Content starts
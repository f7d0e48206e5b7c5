// src/markdown/render.rs
// =============================================================================
// Renders a Markdown document to HTML.
//
// We use the `pulldown-cmark` crate which:
// - Parses Markdown into events (heading, paragraph, code block, etc.)
// - Follows the CommonMark specification, plus GitHub extensions
//   (tables, strikethrough, task lists, footnotes)
//
// We sit between the parser and the HTML writer to do two things:
// 1. Give every ## / ### heading an id="" that matches the table of contents
// 2. Hand fenced code blocks to a pluggable CodeBlockTransformer, so callers
//    can swap in their own highlighting
// =============================================================================

use pulldown_cmark::{html, CodeBlockKind, CowStr, Event, HeadingLevel, Options, Parser, Tag};
use std::collections::HashMap;

use super::toc::locate_toc;

/// Hook for code blocks.
///
/// Return `Some(html)` to replace the block entirely, or `None` to let
/// pulldown-cmark render its usual `<pre><code>`.
pub trait CodeBlockTransformer {
    fn transform(&self, language: Option<&str>, code: &str) -> Option<String>;
}

/// Leaves every block to the default renderer.
#[derive(Debug, Default, Clone, Copy)]
pub struct PlainCodeBlocks;

impl CodeBlockTransformer for PlainCodeBlocks {
    fn transform(&self, _language: Option<&str>, _code: &str) -> Option<String> {
        None
    }
}

/// Wraps blocks that name a language in a container a highlighter (or a
/// stylesheet) can pick up. Blocks without a language are left alone.
#[derive(Debug, Default, Clone, Copy)]
pub struct LanguageTagged;

impl CodeBlockTransformer for LanguageTagged {
    fn transform(&self, language: Option<&str>, code: &str) -> Option<String> {
        // Only the leading word characters count, "rust,ignore" -> "rust"
        let lang: String = language?
            .chars()
            .take_while(|c| c.is_ascii_alphanumeric() || *c == '_')
            .collect();
        if lang.is_empty() {
            return None;
        }

        // Let pulldown-cmark do the escaping by rendering a lone Text event
        let mut escaped = String::new();
        let body = code.strip_suffix('\n').unwrap_or(code);
        html::push_html(&mut escaped, std::iter::once(Event::Text(CowStr::Borrowed(body))));

        Some(format!(
            "<div class=\"code-block\" data-language=\"{lang}\"><pre><code class=\"language-{lang}\">{escaped}</code></pre></div>\n"
        ))
    }
}

// A code block held back until its End event, so the transformer can see it
// whole
struct PendingCode<'a> {
    language: Option<String>,
    code: String,
    events: Vec<Event<'a>>,
}

fn markdown_options() -> Options {
    let mut options = Options::empty();
    options.insert(Options::ENABLE_TABLES);
    options.insert(Options::ENABLE_STRIKETHROUGH);
    options.insert(Options::ENABLE_TASKLISTS);
    options.insert(Options::ENABLE_FOOTNOTES);
    options
}

/// Renders `markdown` to an HTML fragment.
///
/// An h2/h3 heading gets the id of the TOC entry scanned from the same source
/// line. Headings with no such entry (blank, indented, setext, inside a
/// blockquote) get no id.
pub fn render_markdown(markdown: &str, transformer: &dyn CodeBlockTransformer) -> String {
    let ids: HashMap<usize, String> = locate_toc(markdown)
        .into_iter()
        .map(|(start, entry)| (start, entry.id))
        .collect();

    let mut out: Vec<Event> = Vec::new();
    let mut pending: Option<PendingCode> = None;
    let mut open_heading: Option<&'static str> = None;

    for (event, range) in Parser::new_ext(markdown, markdown_options()).into_offset_iter() {
        if let Some(mut block) = pending.take() {
            if let Event::End(Tag::CodeBlock(_)) = event {
                match transformer.transform(block.language.as_deref(), &block.code) {
                    Some(replacement) => out.push(Event::Html(replacement.into())),
                    None => {
                        out.extend(block.events);
                        out.push(event);
                    }
                }
            } else {
                if let Event::Text(t) = &event {
                    block.code.push_str(t);
                }
                block.events.push(event);
                pending = Some(block);
            }
            continue;
        }

        match event {
            Event::Start(Tag::Heading(level, _, _))
                if matches!(level, HeadingLevel::H2 | HeadingLevel::H3) =>
            {
                let tag = if level == HeadingLevel::H2 { "h2" } else { "h3" };
                let open = match ids.get(&range.start) {
                    Some(id) => format!("<{} id=\"{}\">", tag, id),
                    None => format!("<{}>", tag),
                };
                out.push(Event::Html(open.into()));
                open_heading = Some(tag);
            }
            end @ Event::End(Tag::Heading(..)) => match open_heading.take() {
                Some(tag) => out.push(Event::Html(format!("</{}>\n", tag).into())),
                None => out.push(end),
            },
            Event::Start(Tag::CodeBlock(kind)) => {
                let language = match &kind {
                    CodeBlockKind::Fenced(info) => info
                        .split_whitespace()
                        .next()
                        .map(|word| word.to_string()),
                    CodeBlockKind::Indented => None,
                };
                pending = Some(PendingCode {
                    language,
                    code: String::new(),
                    events: vec![Event::Start(Tag::CodeBlock(kind))],
                });
            }
            other => out.push(other),
        }
    }

    let mut rendered = String::with_capacity(markdown.len() * 3 / 2);
    html::push_html(&mut rendered, out.into_iter());
    rendered
}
Content ends
### Exercise prompt
Note every line of the entries in which "CowStr" appears, and copy it down.

### Task answer
use pulldown_cmark::{html, CodeBlockKind, CowStr, Event, HeadingLevel, Options, Parser, Tag};
        html::push_html(&mut escaped, std::iter::once(Event::Text(CowStr::Borrowed(body))));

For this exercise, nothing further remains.